Minsky a good economist but missed Henry George and Silvio Gesell

Why Minsky matters : An Introduction to the Work of a Maverick Economist by Randall Wray.

My thoughts after reading this nice clear book are that Hyman Minsky, with his yearning for full employment, more equality and a stable financial system, would have revelled in the books of two non-economists – Henry George 1879 and Silvio Gesell 1906. Henry George’s writings would have given him answers to the eternal social justice conundrum and satisfied his curiosity about why Keynesian solutions tend to be inflationary. The route to full employment and more equality would then be staring him in the face. He wouldn’t  have had to struggle round arguing against a payroll tax when George had argued for a logical tax system so well. Minsky doesn’t quite get there. Wray merely implies he approached it when he said Minsky ‘did not see public purpose in discouraging work.’  And while he knew that boom and bust were inevitable, with exposure to Fred Harrison’s writings or those of Bernard Lietaer he would have understood the underlying causes.
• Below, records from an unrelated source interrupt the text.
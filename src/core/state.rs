//! Session-scoped notification state and its pure reconciliation rules.
//!
//! Nothing here does I/O; the notification center calls these after the
//! network side has produced (or failed to produce) a result.

use std::collections::HashSet;

use serde::Serialize;

use super::types::{Notification, View};
use crate::config::MergeStrategy;

#[derive(Debug, Default, Clone, PartialEq, Serialize)]
pub(crate) struct NotificationState {
    /// Newest first, owned by the stream
    pub(crate) recent: Vec<Notification>,
    /// Newest first, lazily filled from the backlog
    pub(crate) all: Vec<Notification>,
    /// Server-reported, authoritative over anything counted locally
    pub(crate) unread_count: u64,
    /// Length of the last backlog list (client-derived)
    pub(crate) total_count: usize,
    /// Ids unread in the last stream batch; outlives a disconnect so a
    /// reconnect does not announce the same items again
    #[serde(skip)]
    pub(crate) last_unread: HashSet<i64>,
}

impl NotificationState {
    pub(crate) fn list(&self, view: View) -> &[Notification] {
        match view {
            View::Recent => &self.recent,
            View::All => &self.all,
        }
    }

    /// Ids currently known read in either list
    fn known_read(&self) -> HashSet<i64> {
        self.recent
            .iter()
            .chain(self.all.iter())
            .filter(|n| n.read)
            .map(|n| n.id)
            .collect()
    }

    fn fold_in(&self, mut incoming: Vec<Notification>, merge: MergeStrategy) -> Vec<Notification> {
        if merge == MergeStrategy::ById {
            let read = self.known_read();
            for n in &mut incoming {
                if read.contains(&n.id) {
                    n.read = true;
                }
            }
        }
        incoming
    }

    /// Apply a stream batch; returns the newest notification that was not
    /// unread in the previous batch, if any.
    pub(crate) fn apply_stream_batch(
        &mut self,
        batch: Vec<Notification>,
        unread_count: Option<u64>,
        merge: MergeStrategy,
    ) -> Option<Notification> {
        self.recent = self.fold_in(batch, merge);
        if let Some(count) = unread_count {
            self.unread_count = count;
        }

        let newly_unread = self
            .recent
            .iter()
            .find(|n| !n.read && !self.last_unread.contains(&n.id))
            .cloned();
        self.last_unread = self
            .recent
            .iter()
            .filter(|n| !n.read)
            .map(|n| n.id)
            .collect();
        newly_unread
    }

    pub(crate) fn apply_backlog(&mut self, list: Vec<Notification>, merge: MergeStrategy) {
        self.all = self.fold_in(list, merge);
        self.total_count = self.all.len();
    }

    /// Local effect of marking one notification read
    pub(crate) fn mark_one_read(&mut self, id: i64) {
        for n in self.recent.iter_mut().chain(self.all.iter_mut()) {
            if n.id == id {
                n.read = true;
            }
        }
        self.unread_count = self.unread_count.saturating_sub(1);
    }

    /// Local effect of a successful mark-all (scoped or global)
    pub(crate) fn mark_everything_read(&mut self) {
        for n in self.recent.iter_mut().chain(self.all.iter_mut()) {
            n.read = true;
        }
        self.unread_count = 0;
    }

    pub(crate) fn unread_ids(&self, view: View) -> Vec<i64> {
        self.list(view)
            .iter()
            .filter(|n| !n.read)
            .map(|n| n.id)
            .collect()
    }

    /// Drop what the stream owns; the backlog survives a disconnect
    pub(crate) fn clear_stream(&mut self) {
        self.recent.clear();
        self.unread_count = 0;
    }
}

#[cfg(test)]
mod tests {
    use super::*;

    fn n(id: i64, read: bool) -> Notification {
        Notification {
            id,
            title: format!("N{id}"),
            message: String::new(),
            read,
            created_at: None,
            linked_request_id: None,
        }
    }

    #[test]
    fn stream_batch_replaces_recent_and_count() {
        let mut state = NotificationState {
            recent: vec![n(9, false)],
            unread_count: 7,
            ..Default::default()
        };
        state.apply_stream_batch(vec![n(1, false), n(2, true)], Some(1), MergeStrategy::Replace);
        assert_eq!(state.recent, vec![n(1, false), n(2, true)]);
        assert_eq!(state.unread_count, 1);
    }

    #[test]
    fn stream_batch_without_count_keeps_previous_count() {
        let mut state = NotificationState {
            unread_count: 3,
            ..Default::default()
        };
        state.apply_stream_batch(vec![n(1, false)], None, MergeStrategy::Replace);
        assert_eq!(state.unread_count, 3);
    }

    #[test]
    fn newly_unread_ignores_already_seen_unread() {
        let mut state = NotificationState::default();
        let first = state.apply_stream_batch(vec![n(1, false)], Some(1), MergeStrategy::Replace);
        assert_eq!(first.map(|n| n.id), Some(1));

        let second =
            state.apply_stream_batch(vec![n(1, false), n(2, true)], Some(1), MergeStrategy::Replace);
        assert!(second.is_none());

        let third = state.apply_stream_batch(
            vec![n(4, false), n(3, false), n(1, false)],
            Some(3),
            MergeStrategy::Replace,
        );
        assert_eq!(third.map(|n| n.id), Some(4));
    }

    #[test]
    fn replace_lets_stale_backlog_clobber_read_flag() {
        let mut state = NotificationState::default();
        state.apply_stream_batch(vec![n(1, true)], Some(0), MergeStrategy::Replace);
        state.apply_backlog(vec![n(1, false)], MergeStrategy::Replace);
        assert!(!state.all[0].read);
    }

    #[test]
    fn by_id_keeps_known_read_flag() {
        let mut state = NotificationState::default();
        state.apply_stream_batch(vec![n(1, true)], Some(0), MergeStrategy::ById);
        state.apply_backlog(vec![n(1, false), n(2, false)], MergeStrategy::ById);
        assert!(state.all[0].read);
        assert!(!state.all[1].read);
        assert_eq!(state.total_count, 2);
    }

    #[test]
    fn mark_one_sets_both_lists_and_floors_count() {
        let mut state = NotificationState {
            recent: vec![n(1, false)],
            all: vec![n(1, false), n(2, false)],
            unread_count: 0,
            total_count: 2,
            ..Default::default()
        };
        state.mark_one_read(1);
        assert!(state.recent[0].read);
        assert!(state.all[0].read);
        assert!(!state.all[1].read);
        assert_eq!(state.unread_count, 0);
    }

    #[test]
    fn unread_ids_follow_view() {
        let state = NotificationState {
            recent: vec![n(1, true)],
            all: vec![n(1, true), n(2, false)],
            ..Default::default()
        };
        assert!(state.unread_ids(View::Recent).is_empty());
        assert_eq!(state.unread_ids(View::All), vec![2]);
    }

    #[test]
    fn clear_stream_keeps_backlog() {
        let mut state = NotificationState {
            recent: vec![n(1, false)],
            all: vec![n(1, false)],
            unread_count: 1,
            total_count: 1,
            ..Default::default()
        };
        state.clear_stream();
        assert!(state.recent.is_empty());
        assert_eq!(state.unread_count, 0);
        assert_eq!(state.all.len(), 1);
    }

    #[test]
    fn unread_seen_before_a_disconnect_is_not_new_again() {
        let mut state = NotificationState::default();
        let first = state.apply_stream_batch(vec![n(1, false)], Some(1), MergeStrategy::Replace);
        assert_eq!(first.map(|n| n.id), Some(1));

        state.clear_stream();
        let again = state.apply_stream_batch(vec![n(1, false)], Some(1), MergeStrategy::Replace);
        assert!(again.is_none());

        let fresh =
            state.apply_stream_batch(vec![n(5, false), n(1, false)], Some(2), MergeStrategy::Replace);
        assert_eq!(fresh.map(|n| n.id), Some(5));
    }
}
Nor did Minsky get currency design, though he did say, ‘Anyone can create a currency. The problem is to get it accepted.’ Silvio Gesell would have provided a fundamental understanding of the importance of currency design. The idea that people can design currencies for different purposes is new to most people and, given Minsky’s mainstream education, he was probably never exposed to that. I think he would have been excited to read Gesell as it would have turned his knowledge of capital formation, interest rates, risk and banking upside down. But Minsky had to earn a living and couldn’t afford to stray this far from orthodox economic thinking. It was enough to argue against mainstream beliefs of macroeconomics like that the economy is naturally stable because the market moves it back to equilibrium. That was a life’s work.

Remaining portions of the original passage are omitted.